EXERCISE DETAILS | From the line with "lock(&self.log).sent.clone()" through the line with "log.disconnects.push(disposition);", inclusive, return each line of the data below exactly and leave the rest out.
--- MATERIAL FOR THIS TASK ---
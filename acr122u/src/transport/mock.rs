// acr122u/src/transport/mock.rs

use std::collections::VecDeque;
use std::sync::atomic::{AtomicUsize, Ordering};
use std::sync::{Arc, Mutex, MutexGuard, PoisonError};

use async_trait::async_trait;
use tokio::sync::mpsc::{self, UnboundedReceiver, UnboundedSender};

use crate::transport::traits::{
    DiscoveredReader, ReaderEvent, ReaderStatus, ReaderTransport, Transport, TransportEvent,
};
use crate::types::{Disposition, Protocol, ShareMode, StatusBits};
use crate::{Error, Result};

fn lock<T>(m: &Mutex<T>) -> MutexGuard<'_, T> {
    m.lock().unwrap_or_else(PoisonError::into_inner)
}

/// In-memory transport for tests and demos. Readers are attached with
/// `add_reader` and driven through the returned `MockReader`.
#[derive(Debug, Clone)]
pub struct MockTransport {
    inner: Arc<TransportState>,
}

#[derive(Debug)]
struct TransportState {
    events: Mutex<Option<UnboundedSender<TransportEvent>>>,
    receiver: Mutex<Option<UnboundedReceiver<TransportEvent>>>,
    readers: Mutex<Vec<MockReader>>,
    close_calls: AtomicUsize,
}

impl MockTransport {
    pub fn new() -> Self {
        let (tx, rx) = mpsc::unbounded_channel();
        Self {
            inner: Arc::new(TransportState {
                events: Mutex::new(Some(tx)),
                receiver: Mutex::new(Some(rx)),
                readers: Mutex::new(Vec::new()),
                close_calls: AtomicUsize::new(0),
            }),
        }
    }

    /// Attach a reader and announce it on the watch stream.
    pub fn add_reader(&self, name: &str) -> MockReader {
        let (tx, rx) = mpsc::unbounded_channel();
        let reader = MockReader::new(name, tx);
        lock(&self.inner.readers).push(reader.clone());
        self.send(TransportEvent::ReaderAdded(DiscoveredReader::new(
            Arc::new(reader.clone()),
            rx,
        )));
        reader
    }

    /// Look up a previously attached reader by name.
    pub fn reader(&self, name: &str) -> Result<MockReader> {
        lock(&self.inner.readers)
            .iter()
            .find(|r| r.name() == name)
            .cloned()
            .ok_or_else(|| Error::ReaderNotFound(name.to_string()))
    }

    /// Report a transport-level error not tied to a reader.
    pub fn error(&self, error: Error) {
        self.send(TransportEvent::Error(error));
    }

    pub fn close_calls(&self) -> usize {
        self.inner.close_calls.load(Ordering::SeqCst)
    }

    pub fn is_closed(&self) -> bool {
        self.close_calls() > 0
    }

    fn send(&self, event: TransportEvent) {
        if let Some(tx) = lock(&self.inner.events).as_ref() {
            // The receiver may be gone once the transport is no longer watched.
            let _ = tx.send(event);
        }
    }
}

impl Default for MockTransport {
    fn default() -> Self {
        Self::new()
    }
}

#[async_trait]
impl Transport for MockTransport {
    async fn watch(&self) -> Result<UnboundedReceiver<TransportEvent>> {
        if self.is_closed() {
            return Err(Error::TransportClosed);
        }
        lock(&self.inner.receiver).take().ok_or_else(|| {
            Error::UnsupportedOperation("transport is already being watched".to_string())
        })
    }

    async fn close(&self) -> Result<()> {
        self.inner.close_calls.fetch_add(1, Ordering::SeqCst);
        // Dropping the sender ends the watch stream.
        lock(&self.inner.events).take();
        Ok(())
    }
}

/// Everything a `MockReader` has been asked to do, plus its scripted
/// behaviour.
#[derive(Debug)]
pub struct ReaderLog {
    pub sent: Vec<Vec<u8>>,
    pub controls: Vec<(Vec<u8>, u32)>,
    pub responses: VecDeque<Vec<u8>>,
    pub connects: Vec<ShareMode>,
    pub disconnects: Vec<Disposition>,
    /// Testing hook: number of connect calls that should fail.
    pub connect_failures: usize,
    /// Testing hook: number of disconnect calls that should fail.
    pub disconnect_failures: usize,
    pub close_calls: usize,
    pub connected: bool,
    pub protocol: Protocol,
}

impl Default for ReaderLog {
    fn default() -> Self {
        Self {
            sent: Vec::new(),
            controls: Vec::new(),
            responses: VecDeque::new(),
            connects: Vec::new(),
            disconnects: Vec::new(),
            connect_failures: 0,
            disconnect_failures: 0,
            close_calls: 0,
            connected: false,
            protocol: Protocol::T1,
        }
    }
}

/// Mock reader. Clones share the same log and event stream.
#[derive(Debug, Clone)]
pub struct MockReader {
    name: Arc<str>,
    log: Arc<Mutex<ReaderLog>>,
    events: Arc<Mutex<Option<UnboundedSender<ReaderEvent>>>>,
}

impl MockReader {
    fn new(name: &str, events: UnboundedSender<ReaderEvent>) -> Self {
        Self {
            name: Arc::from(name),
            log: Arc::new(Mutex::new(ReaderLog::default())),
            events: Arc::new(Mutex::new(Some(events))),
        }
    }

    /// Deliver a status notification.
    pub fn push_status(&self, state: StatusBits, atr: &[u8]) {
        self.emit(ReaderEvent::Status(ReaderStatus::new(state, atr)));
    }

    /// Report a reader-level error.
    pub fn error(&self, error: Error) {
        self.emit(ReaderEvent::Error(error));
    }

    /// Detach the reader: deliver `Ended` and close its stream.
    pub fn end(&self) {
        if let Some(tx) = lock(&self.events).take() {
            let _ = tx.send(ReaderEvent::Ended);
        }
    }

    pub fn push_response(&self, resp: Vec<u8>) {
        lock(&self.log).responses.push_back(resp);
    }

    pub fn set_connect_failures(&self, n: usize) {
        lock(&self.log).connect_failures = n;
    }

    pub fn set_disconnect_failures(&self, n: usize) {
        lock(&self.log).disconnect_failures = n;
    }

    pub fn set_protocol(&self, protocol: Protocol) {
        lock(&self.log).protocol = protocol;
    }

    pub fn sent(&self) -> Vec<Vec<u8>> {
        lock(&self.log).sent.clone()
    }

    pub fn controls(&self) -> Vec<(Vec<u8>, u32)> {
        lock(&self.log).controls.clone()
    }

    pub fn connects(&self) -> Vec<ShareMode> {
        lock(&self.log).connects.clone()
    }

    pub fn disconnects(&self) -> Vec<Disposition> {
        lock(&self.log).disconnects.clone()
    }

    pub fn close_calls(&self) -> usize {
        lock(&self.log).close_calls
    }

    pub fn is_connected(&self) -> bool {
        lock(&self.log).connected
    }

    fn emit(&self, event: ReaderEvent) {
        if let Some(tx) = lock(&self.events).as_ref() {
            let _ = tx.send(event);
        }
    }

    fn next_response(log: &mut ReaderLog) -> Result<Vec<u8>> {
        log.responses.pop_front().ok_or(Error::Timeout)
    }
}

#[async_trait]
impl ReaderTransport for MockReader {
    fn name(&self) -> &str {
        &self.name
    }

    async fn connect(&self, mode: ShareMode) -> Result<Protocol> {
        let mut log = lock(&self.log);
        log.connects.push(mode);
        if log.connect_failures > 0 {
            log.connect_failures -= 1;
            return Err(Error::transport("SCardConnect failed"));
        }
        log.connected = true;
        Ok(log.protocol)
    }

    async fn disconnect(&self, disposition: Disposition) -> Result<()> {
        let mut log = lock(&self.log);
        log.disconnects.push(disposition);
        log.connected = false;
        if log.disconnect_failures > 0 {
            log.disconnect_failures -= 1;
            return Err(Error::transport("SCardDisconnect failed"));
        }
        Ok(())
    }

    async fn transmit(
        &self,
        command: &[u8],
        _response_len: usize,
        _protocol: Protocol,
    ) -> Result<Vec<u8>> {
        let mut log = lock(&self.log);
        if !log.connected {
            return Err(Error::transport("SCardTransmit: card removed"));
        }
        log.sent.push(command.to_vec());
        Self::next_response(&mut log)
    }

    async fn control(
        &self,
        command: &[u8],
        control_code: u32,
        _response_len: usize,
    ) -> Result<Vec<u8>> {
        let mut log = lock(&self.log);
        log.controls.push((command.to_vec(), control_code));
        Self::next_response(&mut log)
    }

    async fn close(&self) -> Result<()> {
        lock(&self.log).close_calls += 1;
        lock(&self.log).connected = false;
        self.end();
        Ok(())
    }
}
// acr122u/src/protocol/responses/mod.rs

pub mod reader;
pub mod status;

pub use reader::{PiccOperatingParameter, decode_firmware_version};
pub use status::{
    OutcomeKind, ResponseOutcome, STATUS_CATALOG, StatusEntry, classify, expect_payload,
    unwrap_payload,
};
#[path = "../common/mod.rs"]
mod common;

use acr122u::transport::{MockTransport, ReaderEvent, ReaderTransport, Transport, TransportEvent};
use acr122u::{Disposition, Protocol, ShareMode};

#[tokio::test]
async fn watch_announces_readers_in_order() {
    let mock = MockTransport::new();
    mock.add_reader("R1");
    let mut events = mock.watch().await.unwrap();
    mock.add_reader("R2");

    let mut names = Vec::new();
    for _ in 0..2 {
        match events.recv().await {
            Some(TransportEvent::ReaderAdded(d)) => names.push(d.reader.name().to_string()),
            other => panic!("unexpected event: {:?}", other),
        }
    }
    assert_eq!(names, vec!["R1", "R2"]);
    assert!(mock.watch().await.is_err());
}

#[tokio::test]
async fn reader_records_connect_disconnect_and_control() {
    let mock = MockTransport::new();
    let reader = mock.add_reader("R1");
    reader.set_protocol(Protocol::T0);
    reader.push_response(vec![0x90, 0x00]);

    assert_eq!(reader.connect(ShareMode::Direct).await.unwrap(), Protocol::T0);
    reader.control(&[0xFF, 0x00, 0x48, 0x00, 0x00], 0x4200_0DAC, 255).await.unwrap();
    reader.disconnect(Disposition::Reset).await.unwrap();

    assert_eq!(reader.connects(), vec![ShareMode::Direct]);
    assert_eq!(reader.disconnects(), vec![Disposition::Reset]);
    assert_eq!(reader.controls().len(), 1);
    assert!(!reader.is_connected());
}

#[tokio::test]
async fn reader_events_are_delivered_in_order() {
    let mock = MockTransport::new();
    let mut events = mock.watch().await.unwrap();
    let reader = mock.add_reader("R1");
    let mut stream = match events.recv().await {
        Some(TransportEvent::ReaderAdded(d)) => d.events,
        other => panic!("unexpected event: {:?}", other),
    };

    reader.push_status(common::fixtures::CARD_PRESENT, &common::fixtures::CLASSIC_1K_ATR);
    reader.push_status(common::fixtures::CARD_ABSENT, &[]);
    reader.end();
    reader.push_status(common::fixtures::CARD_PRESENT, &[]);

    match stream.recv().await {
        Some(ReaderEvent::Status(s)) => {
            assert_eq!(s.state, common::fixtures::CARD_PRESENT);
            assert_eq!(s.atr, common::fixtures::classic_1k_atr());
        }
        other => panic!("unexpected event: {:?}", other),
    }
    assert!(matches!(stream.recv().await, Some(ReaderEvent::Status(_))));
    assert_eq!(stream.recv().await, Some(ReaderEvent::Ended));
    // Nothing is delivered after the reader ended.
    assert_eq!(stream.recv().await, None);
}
---
YOUR SOLUTION |
        lock(&self.log).sent.clone()
    }

    pub fn controls(&self) -> Vec<(Vec<u8>, u32)> {
        lock(&self.log).controls.clone()
    }

    pub fn connects(&self) -> Vec<ShareMode> {
        lock(&self.log).connects.clone()
    }

    pub fn disconnects(&self) -> Vec<Disposition> {
        lock(&self.log).disconnects.clone()
    }

    pub fn close_calls(&self) -> usize {
        lock(&self.log).close_calls
    }

    pub fn is_connected(&self) -> bool {
        lock(&self.log).connected
    }

    fn emit(&self, event: ReaderEvent) {
        if let Some(tx) = lock(&self.events).as_ref() {
            let _ = tx.send(event);
        }
    }

    fn next_response(log: &mut ReaderLog) -> Result<Vec<u8>> {
        log.responses.pop_front().ok_or(Error::Timeout)
    }
}

#[async_trait]
impl ReaderTransport for MockReader {
    fn name(&self) -> &str {
        &self.name
    }

    async fn connect(&self, mode: ShareMode) -> Result<Protocol> {
        let mut log = lock(&self.log);
        log.connects.push(mode);
        if log.connect_failures > 0 {
            log.connect_failures -= 1;
            return Err(Error::transport("SCardConnect failed"));
        }
        log.connected = true;
        Ok(log.protocol)
    }

    async fn disconnect(&self, disposition: Disposition) -> Result<()> {
        let mut log = lock(&self.log);
        log.disconnects.push(disposition);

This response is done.